(Material to process begins)

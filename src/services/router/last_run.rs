//! Last-run resolution over record timestamps.

use chrono::{DateTime, FixedOffset, Utc};

use crate::models::TestRecord;

/// Find the most recent attempt start time and format it for display.
///
/// Scans every record's resolved timestamp, keeps the strict maximum
/// (ties go to the first record encountered), and reports it in the
/// configured display offset alongside UTC. Returns a distinct no-timestamp
/// message when nothing resolved; that is a normal answer, not a failure.
pub fn last_run_message(records: &[TestRecord], display_offset: FixedOffset) -> String {
    let mut latest: Option<(DateTime<Utc>, &TestRecord)> = None;

    for record in records {
        let Some(at) = record.last_started_at else {
            continue;
        };
        match latest {
            Some((max, _)) if at <= max => {}
            _ => latest = Some((at, record)),
        }
    }

    let Some((at, record)) = latest else {
        return "I couldn't find a timestamp for the last run.".to_string();
    };

    let local = at.with_timezone(&display_offset);
    format!(
        "Last test attempt started on {} ({} UTC) (example test: '{}', project: {}).",
        local.format("%Y-%m-%d %I:%M:%S %p %:z"),
        at.format("%Y-%m-%d %H:%M:%S"),
        record.title,
        record.project,
    )
}
//! # crashmon-app - Reporter State and Orchestration
//!
//! Session state and gating logic for Crashmon, layered on
//! `crashmon-core`. The host device-debugging tool owns the plugin
//! registry and the device channel; this crate supplies everything in
//! between:
//!
//! - [`Device`] - the minimal device abstraction (serial, name, OS)
//! - [`ReporterSession`] - per-load context owning the notification-id
//!   counter and default state
//! - [`resolve_state()`] / [`ReporterSession::append_from_log()`] -
//!   persisted-state lookup and append-only ingestion
//! - [`plugin_key()`] - stable `"{owner}#{pluginId}"` key derivation
//! - [`should_show_notification()`] - UI alert gating against the
//!   selected device

pub mod device;
pub mod notification;
pub mod session;

pub use device::Device;
pub use notification::should_show_notification;
pub use session::{plugin_key, resolve_state, ReporterSession};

(Material to process ends)

# Problem to solve
The answer must be a single number: how many lines in the data contain the string "TestRecord"?

# Answer to this task
3